El vídeo, que algunos no logran ver en navegadores como Brave –según señalan–, se ha convertido en el centro de una discusión que va más allá del chascarrillo. Hay quien sostiene que la diferencia de fuerza entre un hombre corpulento y una agente de talla media convierte cualquier intervención en un riesgo. "Esas tres policías o cualquier otras no pueden detener a un hombre corpulento y fuerte. Eso es un hecho", argumenta una corriente de opinión.
En la vereda opuesta, los defensores de la igualdad de género en las fuerzas de seguridad recuerdan que las pruebas de acceso ya están adaptadas por sexo y que la efectividad no depende solo de la fuerza bruta. Sin embargo, el vídeo plantea una pregunta incómoda: cuando la superioridad física del sospechoso es abrumadora, ¿qué margen queda para la técnica?

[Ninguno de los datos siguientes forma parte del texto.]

use serde::{Deserialize, Serialize};
use shared::{
    domain::{CanonicalStage, StageStatus},
    protocol::StageRecord,
};

/// Raw report names whose status a canonical stage adopts. Consent has no
/// backend report of its own and only completes by being passed.
pub const MERGE_SYNONYMS: [(CanonicalStage, &[&str]); 7] = [
    (CanonicalStage::JourneyInitiation, &["initiated"]),
    (CanonicalStage::ConsentAuthorization, &[]),
    (
        CanonicalStage::DocumentCapture,
        &[
            "ocr_processing",
            "ocr_extraction",
            "document_uploaded",
            "documents_uploaded",
            "data_extracted",
            "pending_ocr",
            "ocr_failed",
            "ocr_completed",
        ],
    ),
    (
        CanonicalStage::PresenceConfirmation,
        &["user_review", "data_review", "pending_user_review"],
    ),
    (
        CanonicalStage::LivenessInteraction,
        &[
            "user_confirmed",
            "gov_verification",
            "government_verification",
            "gov_verification_pending",
            "gov_verification_failed",
            "gov_verification_passed",
        ],
    ),
    (
        CanonicalStage::OutcomeNotification,
        &[
            "fraud_detection",
            "fraud_check",
            "fraud_check_pending",
            "fraud_check_failed",
            "fraud_check_passed",
        ],
    ),
    (
        CanonicalStage::CompletionConfirmation,
        &["decision", "decision_made", "pending_decision", "completed"],
    ),
];

/// Raw names that prove the journey got at least as far as a stage.
pub const STAGE_INDEX: &[(&str, CanonicalStage)] = &[
    ("initiated", CanonicalStage::JourneyInitiation),
    ("document_uploaded", CanonicalStage::DocumentCapture),
    ("documents_uploaded", CanonicalStage::DocumentCapture),
    ("ocr_processing", CanonicalStage::DocumentCapture),
    ("ocr_extraction", CanonicalStage::DocumentCapture),
    ("data_extracted", CanonicalStage::DocumentCapture),
    ("pending_ocr", CanonicalStage::DocumentCapture),
    ("ocr_failed", CanonicalStage::DocumentCapture),
    ("ocr_completed", CanonicalStage::DocumentCapture),
    ("user_review", CanonicalStage::PresenceConfirmation),
    ("data_review", CanonicalStage::PresenceConfirmation),
    ("pending_user_review", CanonicalStage::PresenceConfirmation),
    ("user_confirmed", CanonicalStage::LivenessInteraction),
    ("gov_verification", CanonicalStage::LivenessInteraction),
    ("government_verification", CanonicalStage::LivenessInteraction),
    ("gov_verification_pending", CanonicalStage::LivenessInteraction),
    ("gov_verification_failed", CanonicalStage::LivenessInteraction),
    ("fraud_detection", CanonicalStage::OutcomeNotification),
    ("fraud_check", CanonicalStage::OutcomeNotification),
    ("fraud_check_pending", CanonicalStage::OutcomeNotification),
    ("fraud_check_failed", CanonicalStage::OutcomeNotification),
    ("decision", CanonicalStage::CompletionConfirmation),
    ("decision_made", CanonicalStage::CompletionConfirmation),
    ("pending_decision", CanonicalStage::CompletionConfirmation),
    ("completed", CanonicalStage::CompletionConfirmation),
];

/// Current-stage values that highlight a stage as being worked on.
pub const IN_PROGRESS_SYNONYMS: [(CanonicalStage, &[&str]); 7] = [
    (CanonicalStage::JourneyInitiation, &["initiated"]),
    (CanonicalStage::ConsentAuthorization, &[]),
    (
        CanonicalStage::DocumentCapture,
        &[
            "document_uploaded",
            "documents_uploaded",
            "ocr_extraction",
            "ocr_processing",
            "data_extracted",
            "pending_ocr",
            "processing",
            "ocr_failed",
            "ocr_completed",
        ],
    ),
    (
        CanonicalStage::PresenceConfirmation,
        &["pending_user_review", "user_review", "data_review"],
    ),
    (
        CanonicalStage::LivenessInteraction,
        &[
            "user_confirmed",
            "gov_verification",
            "government_verification",
            "gov_verification_pending",
            "gov_verification_failed",
            "gov_verification_passed",
        ],
    ),
    (
        CanonicalStage::OutcomeNotification,
        &[
            "fraud_check",
            "fraud_detection",
            "fraud_check_pending",
            "fraud_check_failed",
            "fraud_check_passed",
        ],
    ),
    (
        CanonicalStage::CompletionConfirmation,
        &["decision_made", "decision", "pending_decision", "completed"],
    ),
];

const SUCCESS_STATUSES: &[&str] = &[
    "approved",
    "completed",
    "verified",
    "pending_review",
    "manual_review",
    "under_review",
];

const REJECTION_STATUSES: &[&str] = &["rejected", "failed", "declined"];

#[derive(Debug, Clone, PartialEq, Eq, Serialize, Deserialize)]
pub struct StageView {
    pub stage: CanonicalStage,
    pub status: StageStatus,
    #[serde(default, skip_serializing_if = "Option::is_none")]
    pub message: Option<String>,
}

impl StageView {
    pub fn label(&self) -> &'static str {
        stage_label(self.stage)
    }
}

/// Final verdict of an application, as far as the account is concerned.
#[derive(Debug, Clone, Copy, PartialEq, Eq, Serialize, Deserialize)]
#[serde(rename_all = "snake_case")]
pub enum Verdict {
    Approved,
    Rejected,
}

impl Verdict {
    pub fn from_status(status: &str) -> Option<Self> {
        match status.to_ascii_lowercase().as_str() {
            "approved" | "completed" => Some(Verdict::Approved),
            "rejected" | "failed" => Some(Verdict::Rejected),
            _ => None,
        }
    }
}

/// Name shown to the user for a canonical stage.
pub fn stage_label(stage: CanonicalStage) -> &'static str {
    stage.label()
}

pub fn synonyms_for(stage: CanonicalStage) -> &'static [&'static str] {
    MERGE_SYNONYMS[stage.index()].1
}

pub fn canonical_stage_for(raw: &str) -> Option<CanonicalStage> {
    STAGE_INDEX
        .iter()
        .find(|(name, _)| *name == raw)
        .map(|(_, stage)| *stage)
}

/// Whether `current` means work is happening on `stage` right now.
pub fn is_stage_active(stage: CanonicalStage, current: &str) -> bool {
    current == stage.as_str() || IN_PROGRESS_SYNONYMS[stage.index()].1.contains(&current)
}

/// Furthest canonical stage implied by the current raw stage or any report.
pub fn highest_stage_reached(
    reports: &[StageRecord],
    current_stage: Option<&str>,
) -> Option<CanonicalStage> {
    current_stage
        .into_iter()
        .chain(reports.iter().map(|report| report.stage_name.as_str()))
        .filter_map(canonical_stage_for)
        .max()
}

pub fn is_rejection_status(status: &str) -> bool {
    REJECTION_STATUSES.contains(&status.to_ascii_lowercase().as_str())
}

pub fn is_terminal_status(status: &str) -> bool {
    let status = status.to_ascii_lowercase();
    SUCCESS_STATUSES.contains(&status.as_str()) || REJECTION_STATUSES.contains(&status.as_str())
}

/// Full canonical stage list derived from raw backend signals.
pub fn merge(
    reports: &[StageRecord],
    current_stage: Option<&str>,
    overall_status: &str,
) -> Vec<StageView> {
    merge_with_floor(reports, current_stage, overall_status, None)
}

/// Like [`merge`], with `floor` as a stage already known to have been reached.
pub fn merge_with_floor(
    reports: &[StageRecord],
    current_stage: Option<&str>,
    overall_status: &str,
    floor: Option<CanonicalStage>,
) -> Vec<StageView> {
    let highest = highest_stage_reached(reports, current_stage).max(floor);
    let terminal = is_terminal_status(overall_status);
    let rejected = is_rejection_status(overall_status);

    CanonicalStage::ALL
        .iter()
        .map(|&stage| {
            let synonyms = synonyms_for(stage);
            let report = reports
                .iter()
                .rev()
                .find(|report| synonyms.contains(&report.stage_name.as_str()));

            let (mut status, message) = match report {
                Some(report) => (report.status, report.message.clone()),
                None if highest.is_some_and(|highest| stage < highest) => {
                    (StageStatus::Completed, None)
                }
                None => (StageStatus::Pending, None),
            };

            let active = current_stage.is_some_and(|current| is_stage_active(stage, current));
            if status == StageStatus::Pending && active {
                status = StageStatus::InProgress;
            }

            if terminal {
                status = if stage.is_final() && rejected {
                    StageStatus::Failed
                } else {
                    StageStatus::Completed
                };
            }

            StageView {
                stage,
                status,
                message,
            }
        })
        .collect()
}

#[cfg(test)]
#[path = "tests/progress_tests.rs"]
mod tests;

El debate se cruza con la política de cuotas y el relato oficial sobre la plena capacitación de las agentes. Mientras tanto, las imágenes siguen circulando sin que el ministerio correspondiente haya hecho declaraciones. La brecha entre el discurso institucional y la realidad sobre el asfalto es, a día de hoy, tan ancha como la que separa a un "mandingo" de cuatro "charocops".
Y luego que no pueden poner pruebas físicas iguales, añade un análisis, como resumen de la paradoja. Porque si las pruebas son iguales para todos, la selección excluye a la mayoría de las mujeres; pero si se diferencian, se admite que la capacidad física no es la misma. La cuenta no sale, y el vídeo es solo el síntoma de un dilema sin resolver.